C'est une raison supplémentaire pour que se maintienne dans notre pays une recherche fondamentale de qualité, qui en premier lieu garantisse une bonne appréhension de toutes les avancées mondiales, mais plus encore représente un ticket d’entrée pour les réseaux d'excellence, et la capacité à saisir à tout moment les évolutions significatives en cours.
Ce constat pose immédiatement la question critique du couplage à assurer entre les pistes jugées prometteuses par les chercheurs et la réalité des problèmes à résoudre.
Comme il n'y a pas de certitude a priori sur les bons choix, le mieux est de veiller à assurer les conditions d'un dialogue régulier, où les chercheurs seront confrontés aux préoccupations des praticiens et encouragés à développer une recherche partenariale. Ce principe d'écoute réciproque et de concertation est déjà au coeur du fonctionnement des pôles de compétitivité, qui cherchent à faire émerger en continu des projets coopératifs. Quel que soit le souci du monde de la recherche de préserver le choix de ses sujets de toute contrainte extérieure, il est vital d’échapper à une situation d'efforts amont totalement déconnectés des réalités applicatives en aval.

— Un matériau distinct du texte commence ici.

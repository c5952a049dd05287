//! Token generation, keyed hashing and constant-time verification.
//!
//! Raw tokens are 32 random bytes rendered as 64 lowercase hex characters.
//! Only the HMAC-SHA256 digest of a token is ever stored, so the digest is a
//! fixed 32 bytes whatever the candidate looks like.

use hmac::{Hmac, Mac};
use rand::RngCore;
use sha2::Sha256;
use subtle::ConstantTimeEq;

type HmacSha256 = Hmac<Sha256>;

/// Random bytes per token.
pub const TOKEN_BYTES: usize = 32;

/// Length of the hex-encoded raw token.
pub const TOKEN_HEX_LEN: usize = TOKEN_BYTES * 2;

/// HMAC key shared by every token issued by this process.
#[derive(Clone, PartialEq, Eq)]
pub struct Secret(Vec<u8>);

impl Secret {
    pub fn new(bytes: impl Into<Vec<u8>>) -> Self {
        Self(bytes.into())
    }

    /// A fresh random secret. Tokens signed with it do not survive a restart.
    pub fn generate() -> Self {
        let mut bytes = vec![0u8; TOKEN_BYTES];
        rand::rngs::OsRng.fill_bytes(&mut bytes);
        Self(bytes)
    }

    fn as_bytes(&self) -> &[u8] {
        &self.0
    }
}

impl std::fmt::Debug for Secret {
    fn fmt(&self, f: &mut std::fmt::Formatter<'_>) -> std::fmt::Result {
        f.write_str("Secret([redacted])")
    }
}

/// Keyed hash of a raw token.
#[derive(Clone, Copy, PartialEq, Eq)]
pub struct TokenDigest([u8; 32]);

impl TokenDigest {
    pub fn from_bytes(bytes: [u8; 32]) -> Self {
        Self(bytes)
    }

    /// Rebuild a digest read back from a store; `None` on wrong length.
    pub fn from_slice(bytes: &[u8]) -> Option<Self> {
        <[u8; 32]>::try_from(bytes).ok().map(Self)
    }

    pub fn as_bytes(&self) -> &[u8; 32] {
        &self.0
    }
}

impl std::fmt::Debug for TokenDigest {
    fn fmt(&self, f: &mut std::fmt::Formatter<'_>) -> std::fmt::Result {
        write!(f, "TokenDigest({}..)", hex::encode(&self.0[..4]))
    }
}

/// Generate a new raw token from the OS CSPRNG.
pub fn generate_token() -> String {
    let mut bytes = [0u8; TOKEN_BYTES];
    rand::rngs::OsRng.fill_bytes(&mut bytes);
    hex::encode(bytes)
}

/// HMAC-SHA256 of `token` under `secret`.
pub fn hash_token(token: &str, secret: &Secret) -> TokenDigest {
    let mut mac = HmacSha256::new_from_slice(secret.as_bytes())
        .expect("HMAC can take key of any size");
    mac.update(token.as_bytes());
    let mut out = [0u8; 32];
    out.copy_from_slice(&mac.finalize().into_bytes());
    TokenDigest(out)
}

/// Check `candidate` against a stored digest without early exit.
pub fn verify_token(candidate: &str, stored: &TokenDigest, secret: &Secret) -> bool {
    let computed = hash_token(candidate, secret);
    computed.0.ct_eq(&stored.0).into()
}

/// Constant-time equality of two submitted values (double-submit path).
///
/// Slices of different length compare unequal without a byte comparison, so
/// only the length can leak, and raw tokens have a fixed length.
pub fn values_match(a: &str, b: &str) -> bool {
    a.as_bytes().ct_eq(b.as_bytes()).into()
}
//! Configuration management subsystem.
//!
//! # Data Flow
//! ```text
//! config file (TOML)
//!     → loader.rs (parse & deserialize, env secret override)
//!     → validation.rs (semantic checks)
//!     → GuardConfig (validated, immutable)
//!     → handed to RequestGuard at startup
//!
//! On file change:
//!     watcher.rs detects change
//!     → loader.rs loads new config
//!     → validation.rs validates
//!     → RequestGuard::apply_update (secret rotation, limit swap)
//! ```
//!
//! # Design Decisions
//! - Config is immutable once loaded; changes require full reload
//! - All fields have defaults to allow minimal configs
//! - Validation separates syntactic (serde) from semantic checks

pub mod loader;
pub mod schema;
pub mod validation;
pub mod watcher;

pub use loader::{load_config, ConfigError};
pub use schema::{
    CookieConfig, CsrfConfig, CsrfStrategy, GuardConfig, IdentityConfig, ListenerConfig,
    LogFormat, ObservabilityConfig, RateLimitConfig, RateLimitRule, SameSitePolicy,
    SecretString, SecurityConfig, StoreBackend, StoreConfig, TimeoutConfig, TlsConfig,
    UpstreamConfig,
};
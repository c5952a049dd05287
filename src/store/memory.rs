//! In-process token store.

use std::time::Duration;

use async_trait::async_trait;
use dashmap::DashMap;
use tokio::time::Instant;

use super::{StoreError, TokenStore};
use crate::security::codec::TokenDigest;
use crate::security::identity::SessionKey;

#[derive(Debug, Clone, Copy)]
struct TokenRecord {
    digest: TokenDigest,
    expires_at: Instant,
}

impl TokenRecord {
    fn is_live(&self, now: Instant) -> bool {
        now < self.expires_at
    }
}

/// DashMap-backed store for single-instance deployments.
///
/// Records expire lazily on read and are dropped by `purge_expired`.
#[derive(Debug, Default)]
pub struct InMemoryTokenStore {
    records: DashMap<String, TokenRecord>,
}

impl InMemoryTokenStore {
    pub fn new() -> Self {
        Self::default()
    }

    /// Number of records held, live or not.
    pub fn len(&self) -> usize {
        self.records.len()
    }

    pub fn is_empty(&self) -> bool {
        self.records.is_empty()
    }

    /// Drop everything (test reset, shutdown).
    pub fn clear(&self) {
        self.records.clear();
    }
}

#[async_trait]
impl TokenStore for InMemoryTokenStore {
    async fn get(&self, key: &SessionKey) -> Result<Option<TokenDigest>, StoreError> {
        let now = Instant::now();
        Ok(self
            .records
            .get(key.as_str())
            .filter(|r| r.is_live(now))
            .map(|r| r.digest))
    }

    async fn set(&self, key: &SessionKey, digest: TokenDigest, ttl: Duration) -> Result<(), StoreError> {
        let record = TokenRecord {
            digest,
            expires_at: Instant::now() + ttl,
        };
        self.records.insert(key.as_str().to_string(), record);
        Ok(())
    }

    async fn delete(&self, key: &SessionKey) -> Result<(), StoreError> {
        self.records.remove(key.as_str());
        Ok(())
    }

    async fn purge_expired(&self) -> usize {
        let now = Instant::now();
        let before = self.records.len();
        // retain locks one shard at a time
        self.records.retain(|_, record| record.is_live(now));
        before.saturating_sub(self.records.len())
    }

    fn name(&self) -> &'static str {
        "memory"
    }
}
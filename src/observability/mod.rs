//! Observability subsystem.
//!
//! # Data Flow
//! ```text
//! Guard layers produce:
//!     → logging.rs (structured log events)
//!     → metrics.rs (counters, gauges)
//!
//! Consumers:
//!     → Log aggregation (stdout)
//!     → Metrics endpoint (Prometheus scrape)
//! ```
//!
//! # Design Decisions
//! - Structured logging (JSON) for machine parsing
//! - Request ID (`x-request-id`) attached to every request span
//! - Session keys are logged, raw tokens never are

pub mod logging;
pub mod metrics;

Les bonnes attitudes se construisent pendant la formation initiale
Les attitudes utiles à une culture d'innovation, comme l'entraînement à une pratique professionnelle de la recherche, s’élaborent au niveau des formations initiales. C’est vrai pour la conscience des ressources potentielles de la science, les efforts tendant à la production de connaissances nouvelles, l'émergence au sein d'un groupe projet d'une approche réellement originale, la première sensibilisation aux questions de propriété industrielle.
Mais les choses sont moins évidentes en ce qui concerne la reconnaissance de l'importance du client, la mobilité nécessaire entre champs de spécialité ou le couplage à établir entre le développement fondamental et le montage d'une “affaire” viable. La bonne sensibilité des jeunes américains aux réalités du marché est sans doute en rapport avec leur expérience des petits jobs d'été, qui leur donnent en grandeur réelle une idée de ce qu'est un client exigeant...
Un dernier aspect essentiel est l'attention à apporter aux formations doctorales, qui offrent une opportunité unique de saisir la réalité du processus d’élaboration des connaissances nouvelles, et des compétences uniques qu'elles développent: point des connaissances à un moment donné, mise en place de protocoles expérimentaux, défense des résultats obtenus devant une communauté scientifique...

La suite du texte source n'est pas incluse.